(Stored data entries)
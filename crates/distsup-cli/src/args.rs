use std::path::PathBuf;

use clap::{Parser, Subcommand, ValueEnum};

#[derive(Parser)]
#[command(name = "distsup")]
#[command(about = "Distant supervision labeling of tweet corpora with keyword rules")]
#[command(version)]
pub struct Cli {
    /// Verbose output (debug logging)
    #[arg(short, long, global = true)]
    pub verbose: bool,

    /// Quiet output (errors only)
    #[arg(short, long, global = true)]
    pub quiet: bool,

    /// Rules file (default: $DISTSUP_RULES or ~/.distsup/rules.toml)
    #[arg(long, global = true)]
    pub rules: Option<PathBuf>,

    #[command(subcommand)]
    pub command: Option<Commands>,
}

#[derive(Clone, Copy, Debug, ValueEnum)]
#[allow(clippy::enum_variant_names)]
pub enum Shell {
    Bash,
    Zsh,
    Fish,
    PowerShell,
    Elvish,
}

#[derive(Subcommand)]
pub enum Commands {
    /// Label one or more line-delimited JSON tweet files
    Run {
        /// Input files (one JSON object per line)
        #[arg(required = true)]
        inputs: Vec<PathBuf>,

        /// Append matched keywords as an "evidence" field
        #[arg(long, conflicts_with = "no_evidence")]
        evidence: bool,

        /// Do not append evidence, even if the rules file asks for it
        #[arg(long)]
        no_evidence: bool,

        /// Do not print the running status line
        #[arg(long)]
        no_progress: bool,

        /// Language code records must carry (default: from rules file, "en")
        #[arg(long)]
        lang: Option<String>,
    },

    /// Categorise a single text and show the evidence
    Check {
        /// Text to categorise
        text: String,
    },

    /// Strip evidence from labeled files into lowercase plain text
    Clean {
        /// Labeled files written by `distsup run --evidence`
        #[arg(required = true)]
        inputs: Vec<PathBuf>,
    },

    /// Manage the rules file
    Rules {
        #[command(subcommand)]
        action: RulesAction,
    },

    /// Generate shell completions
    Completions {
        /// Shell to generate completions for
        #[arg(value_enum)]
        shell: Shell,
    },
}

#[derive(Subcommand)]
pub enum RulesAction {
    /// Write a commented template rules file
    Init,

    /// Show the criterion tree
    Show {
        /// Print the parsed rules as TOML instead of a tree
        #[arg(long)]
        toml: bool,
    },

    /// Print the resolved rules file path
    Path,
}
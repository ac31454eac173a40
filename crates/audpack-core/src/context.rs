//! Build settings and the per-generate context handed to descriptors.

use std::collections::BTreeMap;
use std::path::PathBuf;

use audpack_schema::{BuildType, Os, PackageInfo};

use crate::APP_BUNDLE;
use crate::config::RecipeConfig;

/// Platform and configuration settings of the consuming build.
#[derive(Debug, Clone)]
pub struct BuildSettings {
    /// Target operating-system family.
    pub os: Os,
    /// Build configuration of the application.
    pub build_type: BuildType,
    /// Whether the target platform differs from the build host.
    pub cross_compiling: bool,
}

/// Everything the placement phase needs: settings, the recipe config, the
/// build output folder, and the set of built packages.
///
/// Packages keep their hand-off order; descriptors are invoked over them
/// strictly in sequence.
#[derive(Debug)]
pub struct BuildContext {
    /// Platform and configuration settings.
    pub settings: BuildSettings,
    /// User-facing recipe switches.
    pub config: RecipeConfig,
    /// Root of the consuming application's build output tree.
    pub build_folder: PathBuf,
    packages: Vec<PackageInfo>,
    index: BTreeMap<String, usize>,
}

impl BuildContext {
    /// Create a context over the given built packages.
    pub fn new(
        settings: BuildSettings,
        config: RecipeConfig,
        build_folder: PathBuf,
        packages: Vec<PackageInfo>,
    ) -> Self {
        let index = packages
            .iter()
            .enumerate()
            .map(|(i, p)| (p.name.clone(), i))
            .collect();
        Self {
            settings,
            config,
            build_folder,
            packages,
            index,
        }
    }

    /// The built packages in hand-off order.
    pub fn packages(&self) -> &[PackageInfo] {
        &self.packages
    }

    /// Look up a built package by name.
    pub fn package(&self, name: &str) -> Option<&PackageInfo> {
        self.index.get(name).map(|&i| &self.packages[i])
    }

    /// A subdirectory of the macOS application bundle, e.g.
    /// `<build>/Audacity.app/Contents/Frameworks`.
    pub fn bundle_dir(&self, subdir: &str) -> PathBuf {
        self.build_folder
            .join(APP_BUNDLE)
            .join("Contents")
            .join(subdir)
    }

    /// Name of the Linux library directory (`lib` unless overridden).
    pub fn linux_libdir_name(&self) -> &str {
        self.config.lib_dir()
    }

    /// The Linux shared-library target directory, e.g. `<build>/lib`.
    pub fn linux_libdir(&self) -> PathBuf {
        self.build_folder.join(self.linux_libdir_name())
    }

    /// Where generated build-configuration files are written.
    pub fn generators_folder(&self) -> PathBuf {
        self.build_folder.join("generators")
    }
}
* * *
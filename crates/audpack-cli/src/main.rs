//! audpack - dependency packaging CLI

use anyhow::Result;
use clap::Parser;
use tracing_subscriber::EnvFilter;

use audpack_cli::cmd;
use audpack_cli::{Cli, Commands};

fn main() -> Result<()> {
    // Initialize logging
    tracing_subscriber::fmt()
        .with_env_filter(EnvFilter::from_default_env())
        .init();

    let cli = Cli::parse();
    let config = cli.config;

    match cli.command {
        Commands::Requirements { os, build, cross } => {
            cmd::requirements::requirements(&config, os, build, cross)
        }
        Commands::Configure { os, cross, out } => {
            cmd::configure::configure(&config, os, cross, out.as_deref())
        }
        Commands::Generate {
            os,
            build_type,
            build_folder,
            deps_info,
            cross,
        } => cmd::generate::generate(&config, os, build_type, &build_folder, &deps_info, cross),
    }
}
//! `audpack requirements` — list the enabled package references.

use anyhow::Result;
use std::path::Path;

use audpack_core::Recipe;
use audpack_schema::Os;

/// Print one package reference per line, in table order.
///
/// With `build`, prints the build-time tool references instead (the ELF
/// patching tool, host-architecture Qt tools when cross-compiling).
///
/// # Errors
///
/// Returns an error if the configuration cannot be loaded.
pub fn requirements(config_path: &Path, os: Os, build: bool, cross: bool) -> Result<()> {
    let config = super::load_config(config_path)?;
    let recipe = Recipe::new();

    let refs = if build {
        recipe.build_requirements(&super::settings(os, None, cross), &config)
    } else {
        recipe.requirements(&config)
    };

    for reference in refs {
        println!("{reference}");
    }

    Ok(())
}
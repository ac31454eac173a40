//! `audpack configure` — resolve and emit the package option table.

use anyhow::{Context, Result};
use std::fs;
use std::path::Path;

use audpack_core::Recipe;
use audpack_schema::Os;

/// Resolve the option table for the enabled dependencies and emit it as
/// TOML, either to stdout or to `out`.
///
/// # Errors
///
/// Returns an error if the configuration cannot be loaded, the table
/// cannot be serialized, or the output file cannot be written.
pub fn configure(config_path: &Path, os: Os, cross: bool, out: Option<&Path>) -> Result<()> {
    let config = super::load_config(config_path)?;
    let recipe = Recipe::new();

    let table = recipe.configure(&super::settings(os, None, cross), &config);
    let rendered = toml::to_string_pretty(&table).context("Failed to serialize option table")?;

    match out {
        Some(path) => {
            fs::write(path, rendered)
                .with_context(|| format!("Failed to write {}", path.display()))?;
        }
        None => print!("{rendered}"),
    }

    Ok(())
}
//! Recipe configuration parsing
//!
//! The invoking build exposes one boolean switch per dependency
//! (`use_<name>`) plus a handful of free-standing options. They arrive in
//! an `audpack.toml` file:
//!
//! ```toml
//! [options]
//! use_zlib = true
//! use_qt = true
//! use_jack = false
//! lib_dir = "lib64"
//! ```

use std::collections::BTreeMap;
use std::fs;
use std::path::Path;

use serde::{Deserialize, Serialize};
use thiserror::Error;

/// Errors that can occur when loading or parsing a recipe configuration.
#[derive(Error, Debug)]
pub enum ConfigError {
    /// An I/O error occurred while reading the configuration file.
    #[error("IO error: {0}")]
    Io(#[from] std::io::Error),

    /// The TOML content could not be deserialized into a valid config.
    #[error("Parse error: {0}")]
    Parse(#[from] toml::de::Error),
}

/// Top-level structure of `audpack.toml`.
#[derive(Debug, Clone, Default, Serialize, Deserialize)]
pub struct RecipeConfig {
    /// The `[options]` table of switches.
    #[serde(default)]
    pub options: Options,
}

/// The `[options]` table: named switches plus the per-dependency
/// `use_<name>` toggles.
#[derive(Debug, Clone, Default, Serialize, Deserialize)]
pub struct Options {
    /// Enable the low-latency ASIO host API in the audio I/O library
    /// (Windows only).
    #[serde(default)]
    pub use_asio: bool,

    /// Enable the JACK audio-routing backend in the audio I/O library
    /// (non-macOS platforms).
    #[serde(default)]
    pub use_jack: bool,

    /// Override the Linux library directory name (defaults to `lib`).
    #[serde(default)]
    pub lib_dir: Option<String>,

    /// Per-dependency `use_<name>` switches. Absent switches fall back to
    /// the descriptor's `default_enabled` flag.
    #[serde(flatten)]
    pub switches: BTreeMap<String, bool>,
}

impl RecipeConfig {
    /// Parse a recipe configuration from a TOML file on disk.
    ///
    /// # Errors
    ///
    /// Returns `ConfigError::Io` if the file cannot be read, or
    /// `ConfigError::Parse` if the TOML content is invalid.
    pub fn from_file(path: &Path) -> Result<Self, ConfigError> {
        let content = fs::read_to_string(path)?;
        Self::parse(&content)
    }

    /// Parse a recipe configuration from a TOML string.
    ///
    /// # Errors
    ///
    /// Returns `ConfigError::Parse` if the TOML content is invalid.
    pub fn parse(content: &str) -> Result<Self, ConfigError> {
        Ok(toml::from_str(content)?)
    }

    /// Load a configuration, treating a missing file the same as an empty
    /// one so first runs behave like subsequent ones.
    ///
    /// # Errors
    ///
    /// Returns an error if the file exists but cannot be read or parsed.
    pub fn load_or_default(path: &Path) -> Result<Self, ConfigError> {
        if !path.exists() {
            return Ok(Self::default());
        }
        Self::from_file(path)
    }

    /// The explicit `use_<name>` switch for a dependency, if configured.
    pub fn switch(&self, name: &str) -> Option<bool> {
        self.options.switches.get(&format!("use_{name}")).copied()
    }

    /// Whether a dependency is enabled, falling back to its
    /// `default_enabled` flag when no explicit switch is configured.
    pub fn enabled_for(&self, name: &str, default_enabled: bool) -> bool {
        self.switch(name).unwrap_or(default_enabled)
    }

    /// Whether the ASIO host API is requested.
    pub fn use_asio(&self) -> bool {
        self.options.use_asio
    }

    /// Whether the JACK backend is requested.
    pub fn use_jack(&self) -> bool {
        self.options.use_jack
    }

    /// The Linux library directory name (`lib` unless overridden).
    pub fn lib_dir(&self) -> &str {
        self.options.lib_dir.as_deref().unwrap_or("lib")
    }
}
==
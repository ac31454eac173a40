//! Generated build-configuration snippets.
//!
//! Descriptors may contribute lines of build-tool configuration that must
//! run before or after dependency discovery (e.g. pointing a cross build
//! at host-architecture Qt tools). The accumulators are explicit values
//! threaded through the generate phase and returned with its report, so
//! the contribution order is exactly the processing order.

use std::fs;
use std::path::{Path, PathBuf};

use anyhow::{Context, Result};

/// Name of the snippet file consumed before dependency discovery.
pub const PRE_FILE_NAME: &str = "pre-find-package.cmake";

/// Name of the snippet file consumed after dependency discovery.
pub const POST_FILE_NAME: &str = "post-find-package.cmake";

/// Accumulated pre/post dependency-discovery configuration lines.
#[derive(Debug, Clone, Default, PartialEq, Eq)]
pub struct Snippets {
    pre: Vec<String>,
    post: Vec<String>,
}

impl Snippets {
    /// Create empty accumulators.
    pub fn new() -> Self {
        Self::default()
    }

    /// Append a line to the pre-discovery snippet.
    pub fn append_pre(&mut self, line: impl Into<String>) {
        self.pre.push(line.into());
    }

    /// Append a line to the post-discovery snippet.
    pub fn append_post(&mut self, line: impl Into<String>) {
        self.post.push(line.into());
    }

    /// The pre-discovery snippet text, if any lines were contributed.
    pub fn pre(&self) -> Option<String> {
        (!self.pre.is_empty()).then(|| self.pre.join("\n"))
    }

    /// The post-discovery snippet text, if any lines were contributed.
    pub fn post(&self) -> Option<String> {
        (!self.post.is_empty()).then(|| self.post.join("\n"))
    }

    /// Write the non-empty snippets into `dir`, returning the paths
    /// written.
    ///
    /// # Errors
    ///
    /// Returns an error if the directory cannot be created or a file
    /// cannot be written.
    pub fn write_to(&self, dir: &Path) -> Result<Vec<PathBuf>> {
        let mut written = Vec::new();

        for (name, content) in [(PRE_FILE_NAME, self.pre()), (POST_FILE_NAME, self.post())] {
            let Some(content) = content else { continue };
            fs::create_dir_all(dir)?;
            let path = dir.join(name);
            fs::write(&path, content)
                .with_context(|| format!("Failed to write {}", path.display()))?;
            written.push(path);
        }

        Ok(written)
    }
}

# [Your goal]
Wherever the word "Commands" appears in a line of the data, copy that line.

# [Written solution]
    pub command: Option<Commands>,
pub enum Commands {
use audpack_cli::{Cli, Commands};
        Commands::Requirements { os, build, cross } => {
        Commands::Configure { os, cross, out } => {
        Commands::Generate {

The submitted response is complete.